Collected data
_____

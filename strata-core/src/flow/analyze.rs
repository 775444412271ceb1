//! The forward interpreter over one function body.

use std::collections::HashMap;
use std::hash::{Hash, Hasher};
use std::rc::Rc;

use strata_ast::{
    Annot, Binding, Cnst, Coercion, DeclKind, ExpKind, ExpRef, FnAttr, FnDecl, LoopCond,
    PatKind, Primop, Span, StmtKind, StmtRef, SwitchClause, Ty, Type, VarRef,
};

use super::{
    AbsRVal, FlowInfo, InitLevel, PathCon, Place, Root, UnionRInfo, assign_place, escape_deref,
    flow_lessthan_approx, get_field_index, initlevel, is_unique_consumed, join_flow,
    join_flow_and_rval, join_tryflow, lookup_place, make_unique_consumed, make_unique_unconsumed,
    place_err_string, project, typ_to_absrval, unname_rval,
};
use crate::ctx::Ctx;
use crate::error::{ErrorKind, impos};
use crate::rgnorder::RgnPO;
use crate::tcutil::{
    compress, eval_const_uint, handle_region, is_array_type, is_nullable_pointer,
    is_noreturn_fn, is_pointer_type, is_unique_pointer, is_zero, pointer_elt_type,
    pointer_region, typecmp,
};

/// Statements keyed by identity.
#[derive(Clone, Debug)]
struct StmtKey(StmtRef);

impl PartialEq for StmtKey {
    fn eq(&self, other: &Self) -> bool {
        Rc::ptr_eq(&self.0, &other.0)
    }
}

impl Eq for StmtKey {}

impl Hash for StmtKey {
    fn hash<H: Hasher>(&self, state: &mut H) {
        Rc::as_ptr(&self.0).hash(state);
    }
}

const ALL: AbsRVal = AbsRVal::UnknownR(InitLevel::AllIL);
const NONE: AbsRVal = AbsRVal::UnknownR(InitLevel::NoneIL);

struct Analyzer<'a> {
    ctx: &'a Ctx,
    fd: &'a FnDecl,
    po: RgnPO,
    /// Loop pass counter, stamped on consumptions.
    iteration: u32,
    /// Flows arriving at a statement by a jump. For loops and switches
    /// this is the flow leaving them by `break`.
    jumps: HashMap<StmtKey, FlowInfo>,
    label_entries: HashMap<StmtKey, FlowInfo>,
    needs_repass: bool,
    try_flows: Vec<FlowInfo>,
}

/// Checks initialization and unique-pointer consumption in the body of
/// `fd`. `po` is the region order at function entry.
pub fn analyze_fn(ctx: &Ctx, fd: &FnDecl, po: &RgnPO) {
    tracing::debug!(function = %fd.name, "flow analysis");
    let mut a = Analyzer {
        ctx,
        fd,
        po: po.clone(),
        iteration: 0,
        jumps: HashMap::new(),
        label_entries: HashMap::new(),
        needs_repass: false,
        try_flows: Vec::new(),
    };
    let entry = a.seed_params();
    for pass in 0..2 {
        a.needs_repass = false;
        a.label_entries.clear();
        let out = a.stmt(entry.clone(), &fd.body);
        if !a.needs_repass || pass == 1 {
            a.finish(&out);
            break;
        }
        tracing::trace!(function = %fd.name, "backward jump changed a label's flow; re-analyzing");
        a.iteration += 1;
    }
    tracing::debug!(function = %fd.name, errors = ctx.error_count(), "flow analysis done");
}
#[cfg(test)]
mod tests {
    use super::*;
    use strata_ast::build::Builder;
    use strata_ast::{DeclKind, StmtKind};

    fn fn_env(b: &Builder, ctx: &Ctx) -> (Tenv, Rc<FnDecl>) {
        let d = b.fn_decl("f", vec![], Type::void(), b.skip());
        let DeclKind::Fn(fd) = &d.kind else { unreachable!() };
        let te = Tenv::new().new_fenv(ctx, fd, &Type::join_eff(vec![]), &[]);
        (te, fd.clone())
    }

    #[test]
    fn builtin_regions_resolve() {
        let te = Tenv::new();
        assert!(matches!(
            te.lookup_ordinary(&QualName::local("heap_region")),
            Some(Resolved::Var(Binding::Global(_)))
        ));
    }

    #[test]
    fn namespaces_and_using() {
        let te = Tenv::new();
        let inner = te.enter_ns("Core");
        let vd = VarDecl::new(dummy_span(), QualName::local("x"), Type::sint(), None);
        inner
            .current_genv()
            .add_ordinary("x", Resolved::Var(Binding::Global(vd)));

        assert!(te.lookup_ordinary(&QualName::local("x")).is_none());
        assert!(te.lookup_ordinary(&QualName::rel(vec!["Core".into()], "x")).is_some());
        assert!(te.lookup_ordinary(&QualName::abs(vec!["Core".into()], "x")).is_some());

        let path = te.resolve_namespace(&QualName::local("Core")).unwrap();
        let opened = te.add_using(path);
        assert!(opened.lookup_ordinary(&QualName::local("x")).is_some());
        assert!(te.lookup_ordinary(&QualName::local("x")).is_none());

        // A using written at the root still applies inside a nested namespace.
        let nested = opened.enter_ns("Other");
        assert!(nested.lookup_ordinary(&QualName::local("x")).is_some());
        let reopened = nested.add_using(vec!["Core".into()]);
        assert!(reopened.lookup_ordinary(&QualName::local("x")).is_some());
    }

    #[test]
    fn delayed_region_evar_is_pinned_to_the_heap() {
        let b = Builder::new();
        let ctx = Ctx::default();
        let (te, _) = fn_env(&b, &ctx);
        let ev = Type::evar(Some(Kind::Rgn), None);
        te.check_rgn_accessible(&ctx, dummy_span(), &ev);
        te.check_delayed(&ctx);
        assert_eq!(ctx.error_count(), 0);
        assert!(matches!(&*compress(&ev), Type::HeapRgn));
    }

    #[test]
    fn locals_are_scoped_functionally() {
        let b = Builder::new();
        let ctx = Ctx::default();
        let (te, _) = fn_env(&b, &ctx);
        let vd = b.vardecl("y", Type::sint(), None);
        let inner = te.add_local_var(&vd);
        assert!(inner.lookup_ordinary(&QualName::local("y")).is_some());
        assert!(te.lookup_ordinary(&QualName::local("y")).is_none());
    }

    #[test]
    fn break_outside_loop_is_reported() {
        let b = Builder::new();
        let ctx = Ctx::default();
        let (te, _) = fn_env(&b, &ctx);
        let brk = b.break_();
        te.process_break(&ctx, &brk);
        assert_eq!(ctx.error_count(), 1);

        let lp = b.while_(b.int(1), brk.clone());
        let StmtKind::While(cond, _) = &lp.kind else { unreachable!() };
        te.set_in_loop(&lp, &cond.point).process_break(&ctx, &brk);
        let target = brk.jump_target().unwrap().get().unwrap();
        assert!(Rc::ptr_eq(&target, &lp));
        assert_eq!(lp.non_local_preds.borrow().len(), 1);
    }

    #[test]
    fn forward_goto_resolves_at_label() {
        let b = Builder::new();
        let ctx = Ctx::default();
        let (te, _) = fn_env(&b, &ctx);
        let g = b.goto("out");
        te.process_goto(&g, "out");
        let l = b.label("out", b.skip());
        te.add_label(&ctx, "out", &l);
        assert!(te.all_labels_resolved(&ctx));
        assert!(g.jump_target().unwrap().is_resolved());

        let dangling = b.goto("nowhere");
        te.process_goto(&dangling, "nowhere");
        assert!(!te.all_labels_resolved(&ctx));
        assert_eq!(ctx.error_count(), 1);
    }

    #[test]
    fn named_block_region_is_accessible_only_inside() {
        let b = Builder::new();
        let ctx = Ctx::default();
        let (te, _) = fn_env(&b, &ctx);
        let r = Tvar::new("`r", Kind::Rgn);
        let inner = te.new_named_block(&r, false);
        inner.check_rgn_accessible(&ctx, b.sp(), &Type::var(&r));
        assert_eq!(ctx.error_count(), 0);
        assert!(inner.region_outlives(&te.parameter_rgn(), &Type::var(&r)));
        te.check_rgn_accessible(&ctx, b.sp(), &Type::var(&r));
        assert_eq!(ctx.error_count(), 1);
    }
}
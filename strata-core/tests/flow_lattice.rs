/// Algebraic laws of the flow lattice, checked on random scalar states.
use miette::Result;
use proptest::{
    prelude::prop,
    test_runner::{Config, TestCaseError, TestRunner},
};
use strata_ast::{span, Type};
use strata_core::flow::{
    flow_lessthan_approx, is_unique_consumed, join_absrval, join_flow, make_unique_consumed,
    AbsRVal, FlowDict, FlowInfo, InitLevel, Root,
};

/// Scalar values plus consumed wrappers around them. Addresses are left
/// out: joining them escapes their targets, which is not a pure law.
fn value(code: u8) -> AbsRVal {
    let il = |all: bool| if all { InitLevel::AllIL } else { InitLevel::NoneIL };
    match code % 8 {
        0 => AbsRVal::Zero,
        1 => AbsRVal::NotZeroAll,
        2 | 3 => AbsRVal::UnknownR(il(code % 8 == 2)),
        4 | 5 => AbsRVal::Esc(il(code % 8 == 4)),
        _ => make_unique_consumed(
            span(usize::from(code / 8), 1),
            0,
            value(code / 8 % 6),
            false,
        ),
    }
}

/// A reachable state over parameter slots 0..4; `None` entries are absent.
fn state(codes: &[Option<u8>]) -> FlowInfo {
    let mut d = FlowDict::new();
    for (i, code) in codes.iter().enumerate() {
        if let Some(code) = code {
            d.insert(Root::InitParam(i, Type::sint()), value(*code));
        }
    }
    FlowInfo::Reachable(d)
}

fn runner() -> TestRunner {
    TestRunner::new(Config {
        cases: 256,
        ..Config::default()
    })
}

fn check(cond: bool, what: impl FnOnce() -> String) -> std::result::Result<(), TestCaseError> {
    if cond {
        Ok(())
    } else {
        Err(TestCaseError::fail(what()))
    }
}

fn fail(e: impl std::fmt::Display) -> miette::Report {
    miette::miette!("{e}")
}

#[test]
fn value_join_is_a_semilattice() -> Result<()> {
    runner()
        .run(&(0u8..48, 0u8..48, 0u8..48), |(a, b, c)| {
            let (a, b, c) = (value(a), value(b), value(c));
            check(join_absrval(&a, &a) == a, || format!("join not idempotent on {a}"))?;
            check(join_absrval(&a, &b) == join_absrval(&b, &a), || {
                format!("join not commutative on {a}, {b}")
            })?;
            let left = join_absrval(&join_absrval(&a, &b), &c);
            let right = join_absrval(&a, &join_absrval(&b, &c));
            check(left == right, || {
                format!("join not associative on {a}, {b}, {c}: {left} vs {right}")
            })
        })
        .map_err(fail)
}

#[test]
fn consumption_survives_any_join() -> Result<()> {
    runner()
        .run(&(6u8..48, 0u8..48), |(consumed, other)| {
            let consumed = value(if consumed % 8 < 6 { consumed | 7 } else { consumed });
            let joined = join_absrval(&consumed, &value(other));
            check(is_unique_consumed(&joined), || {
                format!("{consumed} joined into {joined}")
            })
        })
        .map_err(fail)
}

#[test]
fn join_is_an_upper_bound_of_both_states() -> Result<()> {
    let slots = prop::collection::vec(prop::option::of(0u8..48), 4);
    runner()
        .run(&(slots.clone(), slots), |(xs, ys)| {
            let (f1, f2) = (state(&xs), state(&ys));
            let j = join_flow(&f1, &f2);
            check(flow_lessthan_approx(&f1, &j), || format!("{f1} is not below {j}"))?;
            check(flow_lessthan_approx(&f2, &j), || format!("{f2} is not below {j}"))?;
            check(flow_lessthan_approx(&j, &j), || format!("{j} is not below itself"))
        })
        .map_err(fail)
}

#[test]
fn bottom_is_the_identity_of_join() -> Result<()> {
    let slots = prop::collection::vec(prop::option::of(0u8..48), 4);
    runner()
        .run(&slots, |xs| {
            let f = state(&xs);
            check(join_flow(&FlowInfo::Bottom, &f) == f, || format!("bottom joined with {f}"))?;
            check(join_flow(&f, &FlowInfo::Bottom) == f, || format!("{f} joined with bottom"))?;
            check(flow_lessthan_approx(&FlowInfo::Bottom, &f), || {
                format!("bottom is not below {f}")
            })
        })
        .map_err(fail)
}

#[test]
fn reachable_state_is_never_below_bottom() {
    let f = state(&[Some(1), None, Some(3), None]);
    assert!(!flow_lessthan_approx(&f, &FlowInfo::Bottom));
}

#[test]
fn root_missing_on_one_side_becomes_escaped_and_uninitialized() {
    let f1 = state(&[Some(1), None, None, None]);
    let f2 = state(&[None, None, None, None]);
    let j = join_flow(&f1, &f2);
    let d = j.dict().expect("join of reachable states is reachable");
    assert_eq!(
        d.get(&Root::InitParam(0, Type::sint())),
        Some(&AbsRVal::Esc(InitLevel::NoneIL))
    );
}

_____

Your objective:
Filter the entries above and return only the lines holding "false".

Solved exercise:
        needs_repass: false,
        a.needs_repass = false;
        let inner = te.new_named_block(&r, false);
            false,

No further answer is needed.